The United Nations Relief and Works Agency for Palestine Refugees in the Near East said Monday that nearly 1.9 million people, or about 85% of the population, have been displaced in the Gaza Strip since Oct. 7, when Hamas attacked Israel.

The death toll has surpassed 15,900 after weeks of Israeli retaliatory attacks, health officials say.

Abdalhamid said he knows someone who has lost 70 family members since the war began and acknowledged the “psychological toll” the violence is taking on Palestinians in Gaza and beyond.

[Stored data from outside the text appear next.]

//! Benchmarks for tessera operations.
//!
//! Run with: `cargo bench`

use std::hint::black_box;

use criterion::{criterion_group, criterion_main, BenchmarkId, Criterion, Throughput};

use tessera_color::{hsv_to_rgb, rgb_to_hsv};
use tessera_geom::{cylinder, icosahedron, sphere, DebugShape, Shape};
use tessera_math::{to_rad, Mat4, Vec3};
use tessera_scene::{MatrixStack, SceneNode, SceneResult};

fn sample_transform() -> Mat4 {
    Mat4::IDENTITY
        .translate(Vec3::new(1.0, 2.0, 3.0))
        .rotate(0.7, Vec3::new(1.0, 1.0, 0.0).normalize())
        .scale(Vec3::new(2.0, 0.5, 1.5))
}

/// Benchmark core 4x4 matrix operations.
fn bench_mat4(c: &mut Criterion) {
    let mut group = c.benchmark_group("mat4");
    let a = sample_transform();
    let b = a.transpose();

    group.bench_function("apply", |bench| bench.iter(|| black_box(a).apply(black_box(&b))));
    group.bench_function("det", |bench| bench.iter(|| black_box(a).det()));
    group.bench_function("inverse", |bench| bench.iter(|| black_box(a).inverse()));
    group.bench_function("rotate", |bench| {
        bench.iter(|| black_box(a).rotate(black_box(0.3), Vec3::Y))
    });
    group.bench_function("look_at", |bench| {
        bench.iter(|| Mat4::look_at(black_box(Vec3::new(0.0, 5.0, 5.0)), Vec3::ZERO, Vec3::Y))
    });
    group.bench_function("perspective", |bench| {
        bench.iter(|| Mat4::perspective(black_box(to_rad(45.0)), 16.0 / 9.0, 0.1, 100.0))
    });

    let points: Vec<Vec3> = (0..10000).map(|i| Vec3::new(i as f32, 1.0, -(i as f32))).collect();
    group.throughput(Throughput::Elements(points.len() as u64));
    group.bench_function("transform_point_10k", |bench| {
        bench.iter(|| points.iter().map(|&p| a.transform_point(black_box(p))).collect::<Vec<_>>())
    });

    group.finish();
}

/// Balanced binary tree of the given depth.
fn tree(depth: usize) -> SceneNode<u32> {
    let local = Mat4::IDENTITY.translate(Vec3::X).rotate(0.1, Vec3::Y);
    let mut node = SceneNode::new(local).with_payload(depth as u32);
    if depth > 0 {
        node.add_child(tree(depth - 1));
        node.add_child(tree(depth - 1));
    }
    node
}

/// Benchmark matrix stack and scene traversal.
fn bench_scene(c: &mut Criterion) {
    let mut group = c.benchmark_group("scene");
    let local = sample_transform();

    group.bench_function("push_pop", |bench| {
        let mut stack = MatrixStack::new();
        bench.iter(|| {
            let top = stack.push(black_box(&local));
            stack.pop();
            top
        })
    });

    for depth in [4usize, 8, 12] {
        let scene = tree(depth);
        group.throughput(Throughput::Elements(scene.count() as u64));
        group.bench_with_input(BenchmarkId::new("walk", depth), &scene, |bench, scene| {
            let mut stack = MatrixStack::new();
            bench.iter(|| {
                let mut sum = 0.0f32;
                let result = scene.walk(&mut stack, &mut |_, world| -> SceneResult<()> {
                    sum += world.get(0, 3);
                    Ok(())
                });
                result.map(|_| sum)
            })
        });
    }

    group.finish();
}

/// Benchmark mesh generation and buffer interleaving.
fn bench_geometry(c: &mut Criterion) {
    let mut group = c.benchmark_group("geometry");

    for precision in [16u32, 64, 128] {
        group.bench_with_input(BenchmarkId::new("sphere", precision), &precision, |bench, &p| {
            bench.iter(|| sphere(black_box(p), black_box(p)))
        });
    }

    for precision in [1u32, 3, 5] {
        group.bench_with_input(BenchmarkId::new("icosahedron", precision), &precision, |bench, &p| {
            bench.iter(|| icosahedron(black_box(p)))
        });
    }

    group.bench_function("cylinder_64", |bench| bench.iter(|| cylinder(black_box(64))));

    if let Ok(data) = sphere(64, 64) {
        group.bench_function("debug_shape_64", |bench| {
            bench.iter(|| DebugShape::from(black_box(&data)).bytes())
        });
    }

    group.finish();
}

/// Benchmark HSV conversions.
fn bench_color(c: &mut Criterion) {
    let mut group = c.benchmark_group("color");

    let colors: Vec<Vec3> = (0..10000)
        .map(|i| {
            let t = i as f32 / 10000.0;
            Vec3::new(t, 1.0 - t, (t * 7.0) % 1.0)
        })
        .collect();
    group.throughput(Throughput::Elements(colors.len() as u64));

    group.bench_function("rgb_to_hsv", |bench| {
        bench.iter(|| colors.iter().map(|&c| rgb_to_hsv(black_box(c))).collect::<Vec<_>>())
    });
    group.bench_function("hsv_roundtrip", |bench| {
        bench.iter(|| {
            colors
                .iter()
                .map(|&c| hsv_to_rgb(rgb_to_hsv(black_box(c))))
                .collect::<Vec<_>>()
        })
    });

    group.finish();
}

criterion_group!(benches, bench_mat4, bench_scene, bench_geometry, bench_color);
criterion_main!(benches);
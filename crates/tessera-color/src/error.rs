//! Error types for color operations.
//!
//! Conversions between RGB and HSV are total; only parsing text can fail.

use thiserror::Error;

/// Color operation error.
#[derive(Debug, Clone, PartialEq, Eq, Error)]
pub enum ColorError {
    /// A hex color string could not be parsed.
    #[error("invalid hex color {input:?}: {reason}")]
    InvalidHex {
        /// The string as given.
        input: String,
        /// What was wrong with it.
        reason: String,
    },
}

impl ColorError {
    /// Creates a [`ColorError::InvalidHex`] error.
    pub fn invalid_hex(input: impl Into<String>, reason: impl Into<String>) -> Self {
        Self::InvalidHex {
            input: input.into(),
            reason: reason.into(),
        }
    }

    /// Returns `true` if this is a hex parsing error.
    #[inline]
    pub fn is_invalid_hex(&self) -> bool {
        matches!(self, Self::InvalidHex { .. })
    }
}

/// Result type for color operations.
pub type ColorResult<T> = Result<T, ColorError>;

#[cfg(test)]
mod tests {
    use super::*;

    #[test]
    fn test_message() {
        let err = ColorError::invalid_hex("#12", "expected 6 hex digits, got 2");
        assert!(err.is_invalid_hex());
        assert_eq!(
            err.to_string(),
            "invalid hex color \"#12\": expected 6 hex digits, got 2"
        );
    }
}
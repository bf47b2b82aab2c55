//! # tessera-geom
//!
//! Procedural meshes ready for upload as vertex and element buffers.
//!
//! Generators return a [`ShapeData`] with one array per attribute:
//!
//! - [`quad`] - Unit square facing `-Z`
//! - [`cube`] - Flat-shaded cube with per-face UVs
//! - [`sphere`] - Latitude/longitude sphere
//! - [`icosahedron`] - Subdivided icosphere
//! - [`cylinder`] - Capped cylinder around Y
//!
//! The [`Shape`] implementations ([`BasicShape`], [`TexturedShape`],
//! [`DebugShape`]) interleave the attributes into a single `f32` buffer.
//!
//! # Usage
//!
//! ```rust
//! use tessera_geom::{sphere, DebugShape, Shape};
//!
//! let data = sphere(16, 32)?;
//! let mesh = DebugShape::from(&data);
//!
//! // gl.bufferData(ARRAY_BUFFER, mesh.vertex_bytes(), ...)
//! // gl.bufferData(ELEMENT_ARRAY_BUFFER, mesh.index_bytes(), ...)
//! assert_eq!(mesh.vertex_size(), 8);
//! assert_eq!(mesh.num_triangles(), data.num_triangles());
//! # Ok::<(), tessera_geom::GeomError>(())
//! ```
//!
//! # Dependencies
//!
//! - [`tessera_math`] - Vector types
//! - [`bytemuck`] - Byte views of vertex and index buffers
//! - [`thiserror`] - Error derive
//! - [`tracing`] - Generation diagnostics
//!
//! # Used By
//!
//! - `tessera-tests` - Integration tests
//! - `tessera-bench` - Generation benchmarks

#![warn(missing_docs)]
#![warn(rustdoc::missing_crate_level_docs)]

mod cube;
mod cylinder;
mod error;
mod icosahedron;
mod quad;
mod shape;
mod sphere;
mod utils;

pub use cube::cube;
pub use cylinder::{cylinder, MIN_CYLINDER_SLICES};
pub use error::{GeomError, GeomResult};
pub use icosahedron::icosahedron;
pub use quad::quad;
pub use shape::{BasicShape, DebugShape, Shape, ShapeData, TexturedShape, MAX_VERTICES};
pub use sphere::{sphere, MIN_SPHERE_SLICES};
pub use utils::{lines_from_triangles, tangents_from_triangles};
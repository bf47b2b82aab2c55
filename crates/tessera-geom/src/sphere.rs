//! UV sphere.

use crate::{tangents_from_triangles, GeomError, GeomResult, ShapeData, MAX_VERTICES};
use std::f32::consts::PI;
use tessera_math::{Vec2, Vec3};
use tracing::trace;

/// Minimum number of slices in either direction.
pub const MIN_SPHERE_SLICES: u32 = 3;

/// A UV sphere of diameter 1 centered on the origin.
///
/// `precision_x` is the number of latitude bands (pole to pole) and
/// `precision_y` the number of longitude segments. Both are raised to at
/// least [`MIN_SPHERE_SLICES`]. A seam column of duplicate vertices gives
/// each longitude its own `u` in `[0, 1]`.
///
/// # Errors
///
/// [`GeomError::TooManyVertices`] if `(precision_x + 1) * (precision_y + 1)`
/// exceeds [`MAX_VERTICES`].
pub fn sphere(precision_x: u32, precision_y: u32) -> GeomResult<ShapeData> {
    let nv = precision_x.max(MIN_SPHERE_SLICES) as usize;
    let nh = precision_y.max(MIN_SPHERE_SLICES) as usize;

    let count = (nv + 1).saturating_mul(nh + 1);
    if count > MAX_VERTICES {
        return Err(GeomError::TooManyVertices { count });
    }
    trace!(nv, nh, count, "sphere");

    let mut vertices = Vec::with_capacity(count);
    let mut uvs = Vec::with_capacity(count);

    for x in 0..=nv {
        let polar = PI * x as f32 / nv as f32;
        for y in 0..=nh {
            let azimuth = 2.0 * PI * y as f32 / nh as f32;
            vertices.push(Vec3::new(
                polar.sin() * azimuth.cos(),
                polar.cos(),
                polar.sin() * azimuth.sin(),
            ));
            uvs.push(Vec2::new(y as f32 / nh as f32, x as f32 / nv as f32));
        }
    }

    // Row stride
    let l = (nh + 1) as u32;
    let mut triangles = Vec::with_capacity(2 * nv * nh);
    for x in 0..nv as u32 {
        for y in 0..nh as u32 {
            let i0 = x * l + y;
            let i1 = i0 + 1;
            let i2 = i0 + l;
            let i3 = i1 + l;

            // the first band touches the north pole, the last the south pole
            if x != nv as u32 - 1 {
                triangles.push([i0, i3, i2]);
            }
            if x != 0 {
                triangles.push([i0, i1, i3]);
            }
        }
    }

    let normals = vertices.clone();
    let tangents = tangents_from_triangles(&vertices, &uvs, &triangles);
    let vertices = vertices.into_iter().map(|v| v / 2.0).collect();

    ShapeData::new(vertices, uvs, normals, tangents, triangles)
}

“We don’t want to be a distraction for what’s happening in Gaza,” Abdalhamid said. “If we have all this trauma and PTSD from being shot with a small pistol, imagine the trauma you’d have at night with warplanes flying over, the most advanced technology, and you don’t know if you are being bombed or not.”

Abdalhamid said he was “extremely surprised” that the Burlington shooting received such widespread attention.

“I think a big part of it is because I am Palestinian American. And I’m able to walk and speak like an American because I am an American who was raised in the West Bank,” Abdalhamid said. “It’s also important to recognize that just because a population doesn’t speak or walk or talk like Americans, that doesn’t make them any less human.”

Abdalhamid lived in the West Bank for most of his life until two years ago, when he moved to the U.S. to attend Haverford, a decision made in part because his mother thought it would be safer, he said.

Two of the victims were wearing kaffiyehs, traditional Palestinian scarves, when they were shot. Abdalhamid confirmed they were speaking a mix of Arabic and English, which he “immediately” considered a potential factor in the crime.

The victims’ families have encouraged law enforcement to investigate the shooting as a hate crime.

“No one’s child should be attacked simply because of their identity,” they said in a joint statement. “Our children, Palestinian children, like everyone else, deserve to feel safe.”

Police have yet to release a possible motive.

“Palestinians have a strong sense of community, and we’re loving people,” Abdalhamid said. “Even under such circumstances, we still remain open-minded and kind to each other. We love each other. We love everyone else who doesn’t demonize us and hurts us. … This isn’t new to us Palestinians.”